Por: Fabiana Ratti, psicanalista
Depois de um pouco de política,
após algumas manifestações que pararam o Brasil, voltamos aqui para a
psicanálise. O Lado bom da vida (2012)
de David O. Russell é um prato cheio para a discussão. O filme é realmente bom,
com excelentes interpretações de Tiffany (Jennifer Lawrence), de Pat Solatano
(Bradley Cooper) e dos pais Robert de Niro e Jaki Weaver. Estão todos ótimos.
Pat Solatano é um dos casos psiquiátricos
típicos. Com um pensamento desconexo, destrói e arruma confusão com o quem está
a sua volta. Perde a noção de ´realidade´, se é dia ou noite, fala coisas
desbaratadas sem medir as consequências. Pat chega a ser internado em Sanatório
pois perdeu as capacidades de trabalho, a esposa e a casa. A mãe tira-o da
internação mas Pat é rebelde. Não toma remédio, trata com descaso sua doença,
tenta nega-la, como muitos em sua condição. Tem a ideia fixa em voltar com a
esposa, mas não se esforça em retomar suas atividades.
O filme é bem interessante.
Mostra como a família tem dificuldade em saber como lidar com um filho que
passa por problemas psiquiátricos. Marca o quanto os pais querem dar amor, como
ficam tristes e desesperançosos, angustiados por uma solução que eles duvidam
que algum dia chegue. Também mostra as ‘esquisitices normais’ de uma família e
a dificuldade em saber o que liberar ou exigir de um filho nessas
condições.
Um dia, Pat é apresentado a
Tiffany, uma moça que também tem seus problemas. Porém, Tiffany é insistente.
Aproxima-se de Pat e usa todos os recursos para que ele participe de um
concurso de dança. Com o tempo, a energia psíquica de Pat passa a se dirigir
para esse novo projeto de vida. Então, começa a tomar o remédio, a ser pontual
nos ensaios, a não falar tantas bobagens ou magoar quem está próximo. Dedica-se
ao tratamento medicamentoso e psíquico, que ele passa a frequentar e falar com
mais desenvoltura. A energia psíquica passa a ser canalizada para um projeto,
para uma pessoa. Segundo Lacan, isso ajuda a estabilizar o sujeito.

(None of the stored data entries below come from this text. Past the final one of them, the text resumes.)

use crate::Reflect;

/// A struct with named fields.
///
/// Indices follow declaration order and match
/// [`StructInfo`](crate::info::StructInfo).
pub trait Struct: Reflect {
    fn field(&self, name: &str) -> Option<&dyn Reflect>;

    fn field_mut(&mut self, name: &str) -> Option<&mut dyn Reflect>;

    fn field_at(&self, index: usize) -> Option<&dyn Reflect>;

    fn field_at_mut(&mut self, index: usize) -> Option<&mut dyn Reflect>;

    fn name_at(&self, index: usize) -> Option<&'static str>;

    fn field_len(&self) -> usize;

    /// Moves one field out, dropping the rest.
    fn into_field_at(self: Box<Self>, index: usize) -> Option<Box<dyn Reflect>>;
}

// -----------------------------------------------------------------------------
// Tests

#[cfg(test)]
mod tests {
    use crate::Reflect;
    use crate::derive::Reflect;
    use crate::info::{ReflectKind, TypePath, Typed};
    use crate::ops::{ReflectMut, ReflectOwned, ReflectRef};
    use crate::registry::{TypeRegistry, TypeTraitDefault, TypeTraitFromStr};

    #[derive(Reflect, Default, Debug, PartialEq)]
    #[reflect(default)]
    struct Inner {
        value: u32,
    }

    #[derive(Reflect, Default, Debug, PartialEq)]
    #[reflect(default, method(doubled))]
    struct Outer {
        name: String,
        #[reflect(skip)]
        cache: u64,
        inner: Option<Inner>,
        #[reflect(readonly)]
        id: u32,
    }

    impl Outer {
        fn doubled(&self) -> u32 {
            self.id * 2
        }
    }

    #[test]
    fn derived_info() {
        assert_eq!(Outer::type_path(), "pathbind_reflect::ops::struct_ops::tests::Outer");
        assert_eq!(Outer::type_name(), "Outer");

        let info = Outer::type_info().as_struct().unwrap();
        assert_eq!(info.field_len(), 3);
        assert_eq!(info.field_at(1).unwrap().name(), "inner");
        assert!(info.field("cache").is_none());
        assert!(info.field("name").unwrap().is_writable());
        assert!(!info.field("id").unwrap().is_writable());
        assert!(info.field("inner").unwrap().ty().is::<Option<Inner>>());
        assert_eq!(info.method("doubled").unwrap().arity(), 0);
        assert!(info.method("doubled").unwrap().return_type().is::<u32>());
    }

    #[test]
    fn field_access() {
        let mut outer = Outer {
            name: "a".into(),
            cache: 9,
            inner: None,
            id: 4,
        };

        let ReflectMut::Struct(s) = outer.reflect_mut() else {
            panic!("expected struct");
        };
        s.field_mut("name").unwrap().set(Box::new(String::from("b"))).unwrap();
        s.field_at_mut(1)
            .unwrap()
            .set(Box::new(Some(Inner { value: 1 })))
            .unwrap();
        assert_eq!(s.name_at(2), Some("id"));
        assert!(s.field_at(3).is_none());

        assert_eq!(outer.name, "b");
        assert_eq!(outer.inner, Some(Inner { value: 1 }));
        assert_eq!(outer.cache, 9);

        let ReflectRef::Struct(s) = outer.reflect_ref() else {
            panic!("expected struct");
        };
        assert_eq!(s.field("id").unwrap().downcast_ref::<u32>(), Some(&4));
    }

    #[test]
    fn move_field_out() {
        let outer: Box<dyn Reflect> = Box::new(Outer {
            name: "moved".into(),
            ..Default::default()
        });
        assert_eq!(outer.reflect_kind(), ReflectKind::Struct);

        let ReflectOwned::Struct(s) = outer.reflect_owned() else {
            panic!("expected struct");
        };
        let name = s.into_field_at(0).unwrap();
        assert_eq!(name.take::<String>().unwrap(), "moved");
    }

    #[test]
    fn registration_follows_fields() {
        let mut registry = TypeRegistry::empty();
        assert!(registry.register::<Outer>());
        assert!(!registry.register::<Outer>());

        assert!(registry.contains(core::any::TypeId::of::<Option<Inner>>()));
        assert!(registry.contains(core::any::TypeId::of::<Inner>()));

        let meta = registry.get(core::any::TypeId::of::<Outer>()).unwrap();
        assert!(meta.has_trait::<TypeTraitDefault>());
        assert!(!meta.has_trait::<TypeTraitFromStr>());

        let built = meta.get_trait::<TypeTraitDefault>().unwrap().default();
        assert_eq!(built.take::<Outer>().unwrap(), Outer::default());
    }

    #[test]
    fn reflect_debug() {
        let outer = Outer {
            name: "x".into(),
            inner: Some(Inner { value: 3 }),
            ..Default::default()
        };
        let text = format!("{:?}", outer.as_reflect());
        assert_eq!(text, r#"Outer { name: "x", inner: Some(Inner { value: 3 }), id: 0 }"#);
    }
}
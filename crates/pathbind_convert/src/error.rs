use thiserror::Error;

/// A raw string could not be converted to its destination type.
#[derive(Debug, Error, Clone, PartialEq, Eq)]
#[non_exhaustive]
pub enum ConversionError {
    #[error("cannot convert `{raw}` to `{target}`: {message}")]
    Malformed {
        target: &'static str,
        raw: String,
        message: String,
    },

    #[error("element {index} of the sequence is invalid")]
    Element {
        index: usize,
        #[source]
        source: Box<ConversionError>,
    },

    #[error("no converter is available for `{target}`")]
    NoConverter { target: String },

    #[error("converter produced `{found}` where `{expected}` was expected")]
    TargetMismatch {
        expected: &'static str,
        found: &'static str,
    },
}

impl ConversionError {
    #[inline]
    pub(crate) fn malformed(target: &'static str, raw: &str, message: impl ToString) -> Self {
        Self::Malformed {
            target,
            raw: raw.to_owned(),
            message: message.to_string(),
        }
    }
}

Tiffany, além de ter de insistir
e manobrar Pat, também precisa administrar a família dele, e, na cena em que
isso acontece, é hilário. Toda a família, apaixonada por futebol americano, se reúne, bebe e torce
junto. Tiffany percebe que o pai ‘puxa’ o filho para ficar perto de si não o
liberando para os ensaios. Ela, perseverante, estuda e raciocina a melhor forma
de ganhar a família, e portanto, ficar com Pat por mais tempo. Então, saca do
bolso uma frase, mais ou menos assim para o pai: Você nunca reparou que seu time vai muito melhor quando seu filho está
comigo? E elenca os jogos e suas respectivas pontuações. Nesse momento, ela
ganha toda a família!
Lacan trabalha bastante, em seus
últimos ensinos, a questão dos Nomes do
Pai. É um termo para falar sobre as versões em que os pais se manifestam, as
leis que os pais apresentam ao filho e o quanto isso afeta seu aparelho
psíquico. O sujeito lê e compreende essa lei afetando sua vida. Após alguns
anos de frustrações e internação, Pat estava fazendo investimentos psíquicos em
projetos que o estavam agradando. Ele canalizou sua pulsão num viés que o levou
a querer investir na vida. Com a autorização do pai, com uma lei paterna, com a
aprovação da família, o filho pode deslanchar ainda mais. É bem interessante
como o filme mostra essa virada de posição. Essa guinada. De uma pessoa perdida
e desgovernada psiquicamente, ela própria, por leis internas de seu desejo e
com a participação da família e da amiga, pode fazer uma guinada em sua vida.
De um sujeito fora da lei, off Broadway,
ele passou a se inserir em seu meio, via sua própria versão de inserção. Vale a
pena ver como ele fez isso e como todos se posicionaram para tal.